Studio album by Envy of None
- Released: March 28, 2025
- Length: 44:27
- Label: Kscope

Envy of None chronology
| That Was Then, This Is Now (2023) | Stygian Wavz (2025) |  |

Singles from Stygian Wavz
- "Not Dead Yet" Released: November 1, 2024; "Under the Stars" Released: December 12, 2024; "Stygian Wavz" Released: January 14, 2025; "The Story" Released: March 14, 2025;

= Stygian Wavz =

Stygian Wavz (styled Stij(ē)ən Wāvz on the cover) is the second studio album by Canadian-American art rock supergroup Envy of None. It was released on March 28, 2025, via Kscope in blu-ray, vinyl, CD, box set and digital formats.

==Background==
Preceded by the group's full-length debut self-titled release, Stygian Wavz comprises eleven tracks with a total runtime of approximately forty-four minutes.

"Not Dead Yet" was released on November 1, 2024, as the first single of the album. It was followed by the second single "Under the Stars" on December 12, 2024. The band released the title track as the third single on January 14, 2025, alongside a music video created using AI, and directed by Mariano Biotico. "The Story" was released as the fourth single on March 14, 2025.

==Reception==

In a four-star rating for Rolling Stone France, Mathieu David opined, "Aesthetics and sound experiments become one in this strange and gripping Stygian Waves." Joseph Mastel of Spill gave it a rating of five, called it "a rock masterpiece guaranteed to appeal to any rock fan," noting Maiah Wynne's vocals as "commanding, powerful, and full of raw emotion".

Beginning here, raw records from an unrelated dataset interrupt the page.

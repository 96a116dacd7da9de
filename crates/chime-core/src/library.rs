//! Sound library: engine context and player table
//!
//! [`SoundLib`] owns one engine instance, its default output mix and an
//! append-only table of loaded sounds. Sounds are addressed by [`Handle`],
//! their 1-based position in the table. Handles are never reused; only
//! [`SoundLib::shutdown`] invalidates them, all at once.
//!
//! The engine reports end-of-data from its own thread. Those notifications
//! are posted to a channel and applied by [`SoundLib::dispatch_events`],
//! which every control call runs first.

use std::sync::mpsc::{ self, Receiver, Sender };

use thiserror::Error;

use crate::engine::{
    AudioEngine, Backend, Capability, EngineError, OutputMix, PlayState, PlayerObject, SeekMode,
};
use crate::player::{ gain_to_millibels, Handle, PlayerResource };
use crate::source::AssetSource;


/// Errors from bringing up the engine.
#[derive( Debug, Error )]
pub enum InitError {
    #[error( "Engine creation failed: {0}" )]
    CreateEngine( #[source] EngineError ),

    #[error( "Engine realize failed: {0}" )]
    RealizeEngine( #[source] EngineError ),

    #[error( "Output mix creation failed: {0}" )]
    CreateOutputMix( #[source] EngineError ),

    #[error( "Output mix realize failed: {0}" )]
    RealizeOutputMix( #[source] EngineError ),
}


/// Step of a load that failed.
#[derive( Debug, Clone, Copy, PartialEq, Eq )]
pub enum LoadStep {
    CreatePlayer,
    Realize,
    PlayControl,
    SeekControl,
    VolumeControl,
    RegisterCallback,
}


impl std::fmt::Display for LoadStep {
    fn fmt( &self, f: &mut std::fmt::Formatter<'_> ) -> std::fmt::Result {
        let step = match self {
            LoadStep::CreatePlayer => "create audio player",
            LoadStep::Realize => "realize audio player",
            LoadStep::PlayControl => "get 'play' interface",
            LoadStep::SeekControl => "get 'seek' interface",
            LoadStep::VolumeControl => "get 'volume' interface",
            LoadStep::RegisterCallback => "register callback function",
        };
        f.write_str( step )
    }
}


/// Errors from loading a sound.
#[derive( Debug, Error )]
pub enum LoadError {
    #[error( "No asset provided" )]
    EmptySource,

    #[error( "Sound library is not initialized" )]
    NotInitialized,

    #[error( "Failed to {step}: {source}" )]
    Engine {
        step: LoadStep,
        #[source]
        source: EngineError,
    },
}


/// Notifications posted by the engine side.
#[derive( Debug, Clone, Copy, PartialEq, Eq )]
pub enum PlayerEvent {
    /// The player's head reached the end of its data.
    HeadAtEnd( Handle ),
}


type PlayerOf<B> = <<B as Backend>::Engine as AudioEngine>::Player;
type MixOf<B> = <<B as Backend>::Engine as AudioEngine>::Mix;


/// Handle-based sound effect player on top of a native engine.
///
/// Not thread-safe: the table and its event channel belong to the thread
/// that owns the `SoundLib`.
pub struct SoundLib<B: Backend> {
    backend: B,
    initialized: bool,
    engine: Option<B::Engine>,
    mix: Option<MixOf<B>>,
    players: Vec<PlayerResource<PlayerOf<B>>>,
    events_tx: Sender<PlayerEvent>,
    events_rx: Receiver<PlayerEvent>,
}


impl<B: Backend> SoundLib<B> {
    /// Creates an uninitialized library for `backend`.
    pub fn new( backend: B ) -> Self {
        let ( events_tx, events_rx ) = mpsc::channel();
        Self {
            backend,
            initialized: false,
            engine: None,
            mix: None,
            players: Vec::new(),
            events_tx,
            events_rx,
        }
    }


    pub fn backend( &self ) -> &B {
        &self.backend
    }


    /// Returns true once [`initialize`](Self::initialize) has succeeded.
    pub fn is_initialized( &self ) -> bool {
        self.initialized
    }


    /// Number of sounds loaded since the last shutdown.
    pub fn len( &self ) -> usize {
        self.players.len()
    }


    pub fn is_empty( &self ) -> bool {
        self.players.is_empty()
    }


    /// Handles of every loaded sound, in load order.
    pub fn handles( &self ) -> impl Iterator<Item = Handle> + '_ {
        ( 0..self.players.len() ).map( Handle::from_index )
    }


    /// Creates and realizes the engine and its output mix.
    ///
    /// Returns false on failure; the cause is logged. A failed initialize
    /// leaves whatever was created in place, call [`shutdown`](Self::shutdown)
    /// to release it.
    pub fn initialize( &mut self ) -> bool {
        match self.try_initialize() {
            Ok(()) => true,
            Err( e ) => {
                tracing::error!( "{}", e );
                false
            }
        }
    }


    /// Like [`initialize`](Self::initialize), returning the failing step.
    pub fn try_initialize( &mut self ) -> Result<(), InitError> {
        if self.initialized {
            tracing::warn!( "Sound library already initialized" );
            return Ok(());
        }

        let engine = self.backend.create_engine().map_err( InitError::CreateEngine )?;
        let engine = self.engine.insert( engine );
        engine.realize().map_err( InitError::RealizeEngine )?;

        let mix = engine.create_output_mix().map_err( InitError::CreateOutputMix )?;
        let mix = self.mix.insert( mix );
        mix.realize().map_err( InitError::RealizeOutputMix )?;

        self.initialized = true;
        tracing::info!( "Sound library initialized" );
        Ok(())
    }


    /// Destroys every player, then the output mix, then the engine.
    ///
    /// Safe to call repeatedly and after a failed initialize. All handles
    /// become invalid; later loads start again at handle 1.
    pub fn shutdown( &mut self ) {
        let players = self.players.len();
        // Dropping a resource destroys its native object
        self.players.clear();

        if let Some( mut mix ) = self.mix.take() {
            mix.destroy();
        }

        if let Some( mut engine ) = self.engine.take() {
            engine.destroy();
        }

        // Notifications still in flight refer to handles that no longer exist
        let ( events_tx, events_rx ) = mpsc::channel();
        self.events_tx = events_tx;
        self.events_rx = events_rx;

        if self.initialized {
            tracing::info!( "Sound library shut down, released {} players", players );
        }
        self.initialized = false;
    }


    /// Creates a player for `source` and returns its handle.
    ///
    /// On failure the partially built player is destroyed and no handle is
    /// allocated.
    pub fn load_from_asset( &mut self, source: &AssetSource ) -> Result<Handle, LoadError> {
        self.dispatch_events();

        let result = self.load( source );
        match &result {
            Ok( handle ) => tracing::debug!( "Loaded sound {}", handle ),
            Err( e ) => tracing::error!( "{}", e ),
        }
        result
    }


    fn load( &mut self, source: &AssetSource ) -> Result<Handle, LoadError> {
        if source.is_empty() {
            return Err( LoadError::EmptySource );
        }

        let ( engine, mix ) = match ( self.initialized, self.engine.as_mut(), self.mix.as_ref() ) {
            ( true, Some( engine ), Some( mix ) ) => ( engine, mix ),
            _ => return Err( LoadError::NotInitialized ),
        };

        let failed_at = |step: LoadStep| move |source: EngineError| LoadError::Engine { step, source };

        let object = engine
            .create_player( source, mix, &[ Capability::Seek, Capability::Volume ] )
            .map_err( failed_at( LoadStep::CreatePlayer ) )?;

        // From here on, an early return drops the resource and destroys the object
        let mut resource = PlayerResource::new( object );
        resource.object_mut().realize().map_err( failed_at( LoadStep::Realize ) )?;

        let play = resource.object().play_control().map_err( failed_at( LoadStep::PlayControl ) )?;
        let seek = resource.object().seek_control().map_err( failed_at( LoadStep::SeekControl ) )?;
        let volume = resource.object().volume_control().map_err( failed_at( LoadStep::VolumeControl ) )?;

        let handle = Handle::from_index( self.players.len() );
        let events = self.events_tx.clone();
        play.register_end_callback( Box::new( move || {
            // The receiver is gone after shutdown; nothing left to stop
            let _ = events.send( PlayerEvent::HeadAtEnd( handle ) );
        }))
        .map_err( failed_at( LoadStep::RegisterCallback ) )?;

        resource.play = Some( play );
        resource.seek = Some( seek );
        resource.volume = Some( volume );

        self.players.push( resource );
        Ok( handle )
    }


    /// Applies pending engine notifications. Returns how many were handled.
    ///
    /// A sound whose head reached the end is stopped unless it is looping.
    pub fn dispatch_events( &self ) -> usize {
        let mut handled = 0;
        while let Ok( event ) = self.events_rx.try_recv() {
            handled += 1;
            match event {
                PlayerEvent::HeadAtEnd( handle ) => {
                    let Some( resource ) = handle.index().and_then( |i| self.players.get( i ) ) else {
                        continue;
                    };
                    if resource.looping.get() {
                        tracing::trace!( "Sound {} reached end while looping", handle );
                        continue;
                    }
                    if let Some( play ) = resource.play.as_deref() {
                        tracing::debug!( "Sound {} finished", handle );
                        log_failure( handle, "stop", play.set_state( PlayState::Stopped ) );
                    }
                }
            }
        }
        handled
    }


    /// Resolves a handle after applying pending notifications.
    ///
    /// [`Handle::NONE`] resolves to nothing silently; handles past the end
    /// of the table are logged.
    fn resource( &self, handle: Handle ) -> Option<&PlayerResource<PlayerOf<B>>> {
        self.dispatch_events();

        let index = handle.index()?;
        let resource = self.players.get( index );
        if resource.is_none() {
            tracing::warn!(
                "Handle {} is out of range ({} sounds loaded)",
                handle,
                self.players.len()
            );
        }
        resource
    }


    fn set_state( &self, handle: Handle, state: PlayState ) -> bool {
        if let Some( play ) = self.resource( handle ).and_then( |r| r.play.as_deref() ) {
            log_failure( handle, "set play state", play.set_state( state ) );
        }
        // Always false, whether or not the state changed
        false
    }


    /// Starts or resumes playback. Always returns false.
    pub fn play( &self, handle: Handle ) -> bool {
        self.set_state( handle, PlayState::Playing )
    }


    /// Stops playback and rewinds. Always returns false.
    pub fn stop( &self, handle: Handle ) -> bool {
        self.set_state( handle, PlayState::Stopped )
    }


    /// Pauses playback. Always returns false.
    pub fn pause( &self, handle: Handle ) -> bool {
        self.set_state( handle, PlayState::Paused )
    }


    /// Stops every loaded sound.
    pub fn stop_all( &self ) {
        self.dispatch_events();

        for ( index, resource ) in self.players.iter().enumerate() {
            if let Some( play ) = resource.play.as_deref() {
                log_failure(
                    Handle::from_index( index ),
                    "stop",
                    play.set_state( PlayState::Stopped ),
                );
            }
        }
    }


    /// Sets the volume from a normalized linear gain in [0, 1].
    pub fn set_volume( &self, handle: Handle, gain: f32 ) {
        if let Some( volume ) = self.resource( handle ).and_then( |r| r.volume.as_deref() ) {
            log_failure( handle, "set volume", volume.set_level( gain_to_millibels( gain ) ) );
        }
    }


    /// Loops the whole sound, or stops looping.
    pub fn set_looped( &self, handle: Handle, enabled: bool ) {
        let Some( resource ) = self.resource( handle ) else {
            return;
        };
        if let Some( seek ) = resource.seek.as_deref() {
            match seek.set_loop( enabled, 0, None ) {
                Ok(()) => resource.looping.set( enabled ),
                Err( e ) => tracing::warn!( "Failed to set loop on sound {}: {}", handle, e ),
            }
        }
    }


    /// Seeks to `msec` milliseconds, preferring speed over accuracy.
    pub fn set_play_position( &self, handle: Handle, msec: u64 ) {
        if let Some( seek ) = self.resource( handle ).and_then( |r| r.seek.as_deref() ) {
            let msec = u32::try_from( msec ).unwrap_or( u32::MAX );
            log_failure( handle, "seek", seek.set_position( msec, SeekMode::Fast ) );
        }
    }


    /// Total length in milliseconds, 0 if unknown.
    ///
    /// Engines may only report the duration while paused or playing, so a
    /// stopped sound is paused for the query and put back afterwards.
    pub fn play_length( &self, handle: Handle ) -> u64 {
        let Some( play ) = self.resource( handle ).and_then( |r| r.play.as_deref() ) else {
            return 0;
        };

        let state = match play.state() {
            Ok( state ) => state,
            Err( e ) => {
                tracing::warn!( "Failed to get play state of sound {}: {}", handle, e );
                return 0;
            }
        };

        let needs_pause = !matches!( state, PlayState::Paused | PlayState::Playing );
        if needs_pause {
            log_failure( handle, "pause", play.set_state( PlayState::Paused ) );
        }

        let duration = match play.duration() {
            Ok( duration ) => duration.unwrap_or( 0 ),
            Err( e ) => {
                tracing::warn!( "Failed to get duration of sound {}: {}", handle, e );
                0
            }
        };

        if needs_pause {
            log_failure( handle, "restore play state", play.set_state( state ) );
        }

        duration as u64
    }


    /// Current head position in milliseconds, 0 if unknown.
    pub fn play_position( &self, handle: Handle ) -> u64 {
        self.resource( handle )
            .and_then( |r| r.play.as_deref() )
            .and_then( |play| play.position().ok() )
            .map_or( 0, u64::from )
    }


    /// Current play state, `None` for invalid handles or sounds without a
    /// play control.
    pub fn play_state( &self, handle: Handle ) -> Option<PlayState> {
        self.resource( handle )
            .and_then( |r| r.play.as_deref() )
            .and_then( |play| play.state().ok() )
    }


    /// Returns true if the sound is set to loop.
    pub fn is_looped( &self, handle: Handle ) -> bool {
        self.resource( handle ).is_some_and( |r| r.looping.get() )
    }
}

Prog's James McNair commented on Wynne's vocals, "Her sultry, unflustered vocals, sometimes as much breath as note, give a slightly gothic tinge to the electronic prog-pop/industrial rock material on offer," giving the album a four-star rating. Sputnikmusics Trey praised Wynne's vocals and referred to Stygian Wavz as "an album that rewards patience, pulling the listener in with its delicate intricacies and dreamlike textures – all executed with remarkable finesse."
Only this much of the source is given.